Raahil is a first year BSc Radiography (Radiotherapy and Oncology) student. Before coming to City, she studied Biology, Chemistry and English literature at college.
What were you doing before you came to study at City?
I was doing my A-levels at London Academy of Excellence Tottenham. I studied biology, chemistry, English literature and did a one-year study of core maths.
How did you develop an interest in your course and why did you choose to study this course?
I was already very interested in healthcare and thought I wanted to go into medicine initially. However, after looking into my options further I decided to study Radiography (Radiotherapy and Oncology) as I feel like it still has the medicine aspect I wanted but it is more focused on something I am very interested in.
The study of cancers and cancer treatment has always fascinated me and I’m glad I am specialising in it.
Why did you choose to study at City?
I chose City during my search for different universities. I had never heard of the university but it was the first one to come up once I had typed my course on the internet.
It was a mixture of the support I saw that would be provided for me, the hospital options for placements and different opportunities as well as how I felt once I stepped into the university building(s).

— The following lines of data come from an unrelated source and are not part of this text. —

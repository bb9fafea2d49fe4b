use async_trait::async_trait;
use chrono::{DateTime, Utc};
use cqrs_es::Aggregate;
use serde::{Deserialize, Serialize};

use crate::errors::Error;

use super::{Command, Event};

/// Direction of a stock adjustment
#[derive(Clone, Copy, Debug, Serialize, Deserialize, Eq, PartialEq)]
#[serde(rename_all = "UPPERCASE")]
pub enum StockOperation {
    Add,
    Subtract,
}

/// Product aggregate. Stock only moves through `AdjustStock`, so the event
/// stream doubles as the inventory ledger.
#[derive(Clone, Debug, Default, Serialize, Deserialize, Eq, PartialEq)]
pub struct Product {
    pub id: String,
    pub name: String,
    pub price_cents: u64,
    pub stock_quantity: u32,
    pub prescription_required: bool,
    pub created_at: DateTime<Utc>,
    pub updated_at: DateTime<Utc>,
}

pub const AGGREGATE_TYPE: &str = "Product";

#[derive(Clone, Default)]
pub struct Services {}

#[async_trait]
impl Aggregate for Product {
    type Command = Command;
    type Event = Event;
    type Error = Error;
    type Services = Services;

    fn aggregate_type() -> String {
        AGGREGATE_TYPE.to_string()
    }

    async fn handle(
        &self,
        command: Self::Command,
        _services: &Self::Services,
    ) -> Result<Vec<Self::Event>, Self::Error> {
        match command {
            Command::Create {
                id,
                name,
                price_cents,
                stock_quantity,
                prescription_required,
            } => {
                self.validate_new()?;
                if name.is_empty() {
                    return Err(Error::Validation {
                        message: "product name must not be empty".to_string(),
                    });
                }

                Ok(vec![Event::Created {
                    id,
                    name,
                    price_cents,
                    stock_quantity,
                    prescription_required,
                    created_at: Utc::now(),
                }])
            }

            Command::AdjustStock {
                quantity,
                operation,
            } => {
                self.validate_existing()?;
                if quantity == 0 {
                    return Err(Error::Validation {
                        message: "stock adjustment quantity must be positive".to_string(),
                    });
                }

                let stock_quantity = match operation {
                    StockOperation::Add => self
                        .stock_quantity
                        .checked_add(quantity)
                        .ok_or_else(|| Error::Validation {
                            message: "stock quantity overflow".to_string(),
                        })?,
                    StockOperation::Subtract => {
                        if quantity > self.stock_quantity {
                            return Err(Error::InsufficientStock {
                                product_id: self.id.clone(),
                                requested: quantity,
                                available: self.stock_quantity,
                            });
                        }
                        self.stock_quantity - quantity
                    }
                };

                Ok(vec![Event::StockAdjusted {
                    id: self.id.clone(),
                    operation,
                    quantity,
                    stock_quantity,
                    updated_at: Utc::now(),
                }])
            }
        }
    }

    fn apply(&mut self, event: Self::Event) {
        match event {
            Event::Created {
                id,
                name,
                price_cents,
                stock_quantity,
                prescription_required,
                created_at,
            } => {
                self.id = id;
                self.name = name;
                self.price_cents = price_cents;
                self.stock_quantity = stock_quantity;
                self.prescription_required = prescription_required;
                self.created_at = created_at;
                self.updated_at = created_at;
            }

            Event::StockAdjusted {
                stock_quantity,
                updated_at,
                ..
            } => {
                self.stock_quantity = stock_quantity;
                self.updated_at = updated_at;
            }
        }
    }
}

impl Product {
    fn validate_new(&self) -> Result<(), Error> {
        if !self.id.is_empty() {
            return Err(Error::AlreadyExists {
                entity: AGGREGATE_TYPE.to_string(),
            });
        }
        Ok(())
    }

    fn validate_existing(&self) -> Result<(), Error> {
        if self.id.is_empty() {
            return Err(Error::NotFound {
                entity: AGGREGATE_TYPE.to_string(),
            });
        }
        Ok(())
    }
}

#[cfg(test)]
mod tests {
    use chrono::Utc;
    use cqrs_es::test::TestFramework;

    use super::{Product, Services, StockOperation};
    use crate::products::{Command, Event};

    type ProductTester = TestFramework<Product>;

    fn created() -> Event {
        Event::Created {
            id: "prod-1".to_string(),
            name: "Paracetamol 500mg".to_string(),
            price_cents: 499,
            stock_quantity: 5,
            prescription_required: false,
            created_at: Utc::now(),
        }
    }

    #[test]
    fn create_registers_the_product() {
        let events = ProductTester::with(Services::default())
            .given_no_previous_events()
            .when(Command::Create {
                id: "prod-1".to_string(),
                name: "Paracetamol 500mg".to_string(),
                price_cents: 499,
                stock_quantity: 5,
                prescription_required: false,
            })
            .inspect_result()
            .expect("create should succeed");

        assert_eq!(events.len(), 1);
        assert!(matches!(
            &events[0],
            Event::Created {
                stock_quantity: 5,
                prescription_required: false,
                ..
            }
        ));
    }

    #[test]
    fn create_twice_is_rejected() {
        ProductTester::with(Services::default())
            .given(vec![created()])
            .when(Command::Create {
                id: "prod-1".to_string(),
                name: "Paracetamol 500mg".to_string(),
                price_cents: 499,
                stock_quantity: 5,
                prescription_required: false,
            })
            .then_expect_error_message("Product already exists");
    }

    #[test]
    fn subtract_within_stock_records_the_new_level() {
        let events = ProductTester::with(Services::default())
            .given(vec![created()])
            .when(Command::AdjustStock {
                quantity: 2,
                operation: StockOperation::Subtract,
            })
            .inspect_result()
            .expect("adjustment should succeed");

        assert!(matches!(
            &events[0],
            Event::StockAdjusted {
                operation: StockOperation::Subtract,
                quantity: 2,
                stock_quantity: 3,
                ..
            }
        ));
    }

    #[test]
    fn subtract_below_zero_is_rejected() {
        ProductTester::with(Services::default())
            .given(vec![created()])
            .when(Command::AdjustStock {
                quantity: 6,
                operation: StockOperation::Subtract,
            })
            .then_expect_error_message(
                "insufficient stock for product prod-1: requested 6, available 5",
            );
    }

    #[test]
    fn add_raises_the_level() {
        let events = ProductTester::with(Services::default())
            .given(vec![created()])
            .when(Command::AdjustStock {
                quantity: 7,
                operation: StockOperation::Add,
            })
            .inspect_result()
            .expect("adjustment should succeed");

        assert!(matches!(
            &events[0],
            Event::StockAdjusted {
                stock_quantity: 12,
                ..
            }
        ));
    }

    #[test]
    fn add_past_the_stock_ceiling_is_rejected() {
        ProductTester::with(Services::default())
            .given(vec![created()])
            .when(Command::AdjustStock {
                quantity: u32::MAX,
                operation: StockOperation::Add,
            })
            .then_expect_error_message("stock quantity overflow");
    }

    #[test]
    fn zero_quantity_adjustment_is_rejected() {
        ProductTester::with(Services::default())
            .given(vec![created()])
            .when(Command::AdjustStock {
                quantity: 0,
                operation: StockOperation::Add,
            })
            .then_expect_error_message("stock adjustment quantity must be positive");
    }

    #[test]
    fn adjusting_an_unknown_product_is_rejected() {
        ProductTester::with(Services::default())
            .given_no_previous_events()
            .when(Command::AdjustStock {
                quantity: 1,
                operation: StockOperation::Add,
            })
            .then_expect_error_message("Product not found");
    }
}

Whenever I choose a school I always enter to see if I could see myself studying there and City made me feel that way.
What has been your favourite thing about studying this course?
The content, my lecturers and my cohort. The content is the perfect balance of biology and practical skills as well as a little bit of maths and physics to put me on edge.
If you like biology this course is perfect as it builds on the knowledge you already have from A-level biology, if you’ve done it, and is very interesting if you have only come across it for the first time.
My cohort is also very supportive, I feel like the people you learn with have a huge impact on the type of experience you have at university in general.
What is your favourite thing about studying at City?
Most of my lessons have been a mix of online and on campus lectures so there is a lot I am yet to experience on campus.
I think it’s mostly the atmosphere created around you. There are areas you can go when you want to do focussed work and there’s areas you can go if you want to work but still be in a chilled environment.
The fact that you get to choose, and it’s not completely work all the time, makes it less stressful.
How have you found the teaching and facilities on your course?
I think they’re both good. Sometimes lectures can be very intense as it’s a lot of information to internalise but it’s something you get used to with time.
However tutorials are quite interactive and provides some variation in the way you learn.
Where have you been on your clinical placements, and what have you enjoyed most about these experiences?
I’m only in first year so I haven’t been on placement yet.
That is happening in the summer term. We do however have clinical skills sessions where we use simulators of the machinery we will use on patients to deliver treatment.
How will these experiences help you with your future career?
Being a Therapeutic Radiographer requires a lot of human interaction and compassion, therefore it has been extremely useful being able to learn the practical skills as well as theory.
Recently, we’ve been doing work on multi-disciplinary teams and inter-professionalism which is something that will be directly used as we get put on our first placement in May.
Have you overcome any challenges during your studies?
I think maintaining motivation and pacing my studies so I don’t overwork myself and feel burnt out is my biggest challenge.
It’s something I struggled with since my GCSEs. Starting early with my revision or making sure my notes are prepared before my exams helps because my revision time isn’t taken up by trying to make notes on a whole module.
Working in time with the lectures instead of allowing things to pile up to avoid panic is my biggest challenge, but I am actively working on it.
What kind of things are you involved in outside of your course?
I work as a tutor and I think this has improved my communication skills as I sometimes have to simplify complicated things in order to be understood, which is needed for communication with patients.
I would recommend joining some societies which allows you to experience university life.
What do you plan to do after you graduate?
After I graduate, I’ll probably travel and then start working as a Therapeutic Radiographer. I am still unsure if I want to work in another country or not but we shall see I guess.
What would be your advice to anyone considering studying this course?
- Time management. Make sure by the time your study time arrives that you have completed your notes.
- Have fun but again be mindful that every exam you do counts towards your final degree.
- Make sure you do the tutorial packs before the tutorial session.
- Don’t worry about any science or maths that comes up if you haven’t done any of it in a very long time. You will be taught it in detail and the lecturers will always be there to help you.